MyPlate replaced the Food Pyramid since 2011

A low-fat diet is one that restricts fat, and often saturated fat and cholesterol as well. Low-fat diets are intended to reduce the occurrence of conditions such as heart disease and obesity. For weight loss, they perform similarly to a low-carbohydrate diet, since macronutrient composition does not determine weight loss success. Fat provides nine calories per gram while carbohydrates and protein each provide four calories per gram. The Institute of Medicine recommends limiting fat intake to 35% of total calories to control saturated fat intake.

== Composition ==
According to the National Academies Press, a high-fat diet can contain "unacceptably high" amounts of saturated fat, even if saturated fats from animal products and tropical oils are avoided. This is because all fats contain some saturated fatty acids. For example, if a person chose fats with only 20% saturated fatty acids, setting fat intake at 35% of total calories would mean that 7% of calories would come from saturated fat. For this reason, the Institute of Medicine recommends consuming no more than 35% of calories from fat.

== Health effects ==

=== Body weight ===
Studies have shown that the effectiveness of low-fat diets for weight loss is broadly similar to that of low-carbohydrate diets in the long-term. A scientific panel for the Endocrine Society stated that "when calorie intake is held constant [...] body-fat accumulation does not appear to be affected by even very pronounced changes in the amount of fat vs carbohydrate in the diet."

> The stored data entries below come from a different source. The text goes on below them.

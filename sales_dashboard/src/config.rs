//! Dashboard configuration loaded from `dashboard.toml`

use anyhow::{Context, Result};
use chrono::NaiveDate;
use sales_forecast::{ArtifactPaths, SalesChannel, SimulationSettings};
use serde::{Deserialize, Serialize};
use std::fs;
use std::path::{Path, PathBuf};

/// Main configuration for the dashboard
#[derive(Debug, Clone, PartialEq, Serialize, Deserialize)]
pub struct DashboardConfig {
    pub artifacts: ArtifactPaths,
    #[serde(default)]
    pub simulation: SimulationSettings,
    #[serde(default)]
    pub defaults: InputDefaults,
    #[serde(default)]
    pub output: OutputConfig,
}

/// Preselected values for the simulation inputs
#[derive(Debug, Clone, PartialEq, Serialize, Deserialize)]
#[serde(default)]
pub struct InputDefaults {
    pub month: u32,
    pub year: i32,
    pub discount: u8,
    pub date: NaiveDate,
    pub channel: SalesChannel,
}

impl Default for InputDefaults {
    fn default() -> Self {
        Self {
            month: 7,
            year: 2025,
            discount: 10,
            date: NaiveDate::from_ymd_opt(2025, 7, 1).unwrap_or_default(),
            channel: SalesChannel::Online,
        }
    }
}

/// Where generated files go
#[derive(Debug, Clone, PartialEq, Serialize, Deserialize)]
#[serde(default)]
pub struct OutputConfig {
    pub chart_path: PathBuf,
    pub export_dir: PathBuf,
}

impl Default for OutputConfig {
    fn default() -> Self {
        Self {
            chart_path: PathBuf::from("output/sales_chart.svg"),
            export_dir: PathBuf::from("output"),
        }
    }
}

impl DashboardConfig {
    /// Read a config file; relative paths resolve against its directory
    pub fn load(path: &Path) -> Result<Self> {
        let text = fs::read_to_string(path)
            .with_context(|| format!("failed to read config {}", path.display()))?;
        let mut config = Self::from_toml(&text)
            .with_context(|| format!("invalid config {}", path.display()))?;

        let base = path.parent().unwrap_or_else(|| Path::new("."));
        config.resolve_relative_to(base);
        Ok(config)
    }

    pub fn from_toml(text: &str) -> Result<Self> {
        Ok(toml::from_str(text)?)
    }

    fn resolve_relative_to(&mut self, base: &Path) {
        let artifacts = &mut self.artifacts;
        for path in [
            &mut artifacts.aggregate,
            &mut artifacts.catalog,
            &mut artifacts.model,
            &mut artifacts.brand_encoder,
            &mut artifacts.channel_encoder,
            &mut self.output.chart_path,
            &mut self.output.export_dir,
        ] {
            if path.is_relative() {
                *path = base.join(&*path);
            }
        }
    }
}

#[cfg(test)]
mod tests {
    use super::*;
    use pretty_assertions::assert_eq;
    use std::io::Write;

    const MINIMAL: &str = r#"
        [artifacts]
        aggregate = "data/aggregate.csv"
        catalog = "data/catalog.csv"
        model = "data/model.json"
        brand_encoder = "data/brand_encoder.json"
        channel_encoder = "/abs/channel_encoder.json"
    "#;

    #[test]
    fn test_minimal_config_uses_defaults() {
        let config = DashboardConfig::from_toml(MINIMAL).unwrap();
        assert_eq!(config.simulation, SimulationSettings::default());
        assert_eq!(config.defaults, InputDefaults::default());
        assert_eq!(config.output, OutputConfig::default());
    }

    #[test]
    fn test_sections_override_defaults() {
        let text = format!(
            "{}\n[simulation]\nlocal_brand_type = \"LOCAL\"\nsupported_years = [2025, 2026]\n\
             [defaults]\nmonth = 3\ndate = \"2026-01-31\"\nchannel = \"Offline\"\n",
            MINIMAL
        );
        let config = DashboardConfig::from_toml(&text).unwrap();

        assert_eq!(config.simulation.local_brand_type, "LOCAL");
        assert_eq!(config.simulation.supported_years, vec![2025, 2026]);
        assert_eq!(config.simulation.batch_channel, SalesChannel::Offline);
        assert_eq!(config.defaults.month, 3);
        assert_eq!(config.defaults.discount, 10);
        assert_eq!(
            config.defaults.date,
            NaiveDate::from_ymd_opt(2026, 1, 31).unwrap()
        );
        assert_eq!(config.defaults.channel, SalesChannel::Offline);
    }

    #[test]
    fn test_missing_artifacts_is_an_error() {
        assert!(DashboardConfig::from_toml("[defaults]\nmonth = 1\n").is_err());
    }

    #[test]
    fn test_load_resolves_relative_paths() {
        let dir = tempfile::tempdir().unwrap();
        let path = dir.path().join("dashboard.toml");
        let mut file = fs::File::create(&path).unwrap();
        file.write_all(MINIMAL.as_bytes()).unwrap();

        let config = DashboardConfig::load(&path).unwrap();
        assert_eq!(
            config.artifacts.aggregate,
            dir.path().join("data/aggregate.csv")
        );
        assert_eq!(
            config.artifacts.channel_encoder,
            PathBuf::from("/abs/channel_encoder.json")
        );
        assert_eq!(
            config.output.export_dir,
            dir.path().join("output")
        );
    }
}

=== Cardiovascular health ===

Low-fat diets have been promoted for the prevention of heart disease. Lowering fat intake from 35 to 40% of total calories to 15-20% of total calories has been shown to decrease total and LDL cholesterol by 10 to 20%; however, most of this decrease is due to a reduction in saturated fat intake. Saturated fat has been shown to raise total and LDL cholesterol in a large number of studies and has also been correlated with a higher risk of heart disease.

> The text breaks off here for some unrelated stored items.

//! Accuracy of the historical predicted quantities

use crate::data::AggregateTable;
use crate::error::{ForecastError, Result};

/// Calculate accuracy metrics for a forecast vs actual values
pub fn forecast_accuracy(forecast: &[f64], actual: &[f64]) -> Result<ForecastAccuracy> {
    if forecast.len() != actual.len() || forecast.is_empty() {
        return Err(ForecastError::DataError(
            "Forecast and actual values must have the same non-zero length".to_string(),
        ));
    }

    let n = forecast.len() as f64;

    let errors: Vec<f64> = forecast
        .iter()
        .zip(actual.iter())
        .map(|(&f, &a)| a - f)
        .collect();

    let mae = errors.iter().map(|e| e.abs()).sum::<f64>() / n;
    let mse = errors.iter().map(|e| e.powi(2)).sum::<f64>() / n;
    let rmse = mse.sqrt();

    // Months with zero actual sales are left out of the percentage error
    let nonzero: Vec<(f64, f64)> = actual
        .iter()
        .zip(errors.iter())
        .filter(|(&a, _)| a != 0.0)
        .map(|(&a, &e)| (a, e))
        .collect();
    let mape = if nonzero.is_empty() {
        0.0
    } else {
        nonzero
            .iter()
            .map(|(a, e)| (e.abs() / a.abs()) * 100.0)
            .sum::<f64>()
            / nonzero.len() as f64
    };

    let smape = actual
        .iter()
        .zip(forecast.iter())
        .map(|(&a, &f)| {
            let denom = a.abs() + f.abs();
            if denom == 0.0 {
                0.0
            } else {
                200.0 * (a - f).abs() / denom
            }
        })
        .sum::<f64>()
        / n;

    Ok(ForecastAccuracy {
        mae,
        mse,
        rmse,
        mape,
        smape,
    })
}

/// Accuracy of the aggregate table's predicted column against the actuals
pub fn aggregate_accuracy(table: &AggregateTable) -> Result<ForecastAccuracy> {
    forecast_accuracy(&table.predicted(), &table.actual())
}

/// Forecast accuracy metrics
#[derive(Debug, Clone, PartialEq)]
pub struct ForecastAccuracy {
    /// Mean Absolute Error
    pub mae: f64,
    /// Mean Squared Error
    pub mse: f64,
    /// Root Mean Squared Error
    pub rmse: f64,
    /// Mean Absolute Percentage Error
    pub mape: f64,
    /// Symmetric Mean Absolute Percentage Error
    pub smape: f64,
}

impl std::fmt::Display for ForecastAccuracy {
    fn fmt(&self, f: &mut std::fmt::Formatter<'_>) -> std::fmt::Result {
        writeln!(f, "Forecast Accuracy Metrics:")?;
        writeln!(f, "  MAE:   {:.4}", self.mae)?;
        writeln!(f, "  MSE:   {:.4}", self.mse)?;
        writeln!(f, "  RMSE:  {:.4}", self.rmse)?;
        writeln!(f, "  MAPE:  {:.4}%", self.mape)?;
        writeln!(f, "  SMAPE: {:.4}%", self.smape)?;
        Ok(())
    }
}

A 2013 meta-analysis of low- and high-fat diets showed low-fat diets decreased total cholesterol and LDL, but these decreases were not found when considering low-calorie diets. It also showed HDL increases and triglyceride decreases in high-fat diets. Furthermore, lower total cholesterol was associated with lower intake of saturated fat and higher intake of polyunsaturated fat, HDL increases were associated with high monounsaturated fat intake and triglycerides were associated with high carbohydrate intake. Decrease in saturated fat intake was only marginally related to decrease in LDL cholesterol. The meta-analysis concluded that neither high-fat nor low-fat diets could be unequivocally recommended.

=== Testosterone ===

There is limited evidence that low-fat diets compared to high-fat diets, decreased men's total and free testosterone levels. The decrease in testosterone on low-fat diets is thought to be due to a decrease in testicular testosterone synthesis, since both urinary testosterone and dihydrotestosterone also decrease on low-fat diets. This indicates reduced androgen production, rather than increased androgen excretion on low-fat diets.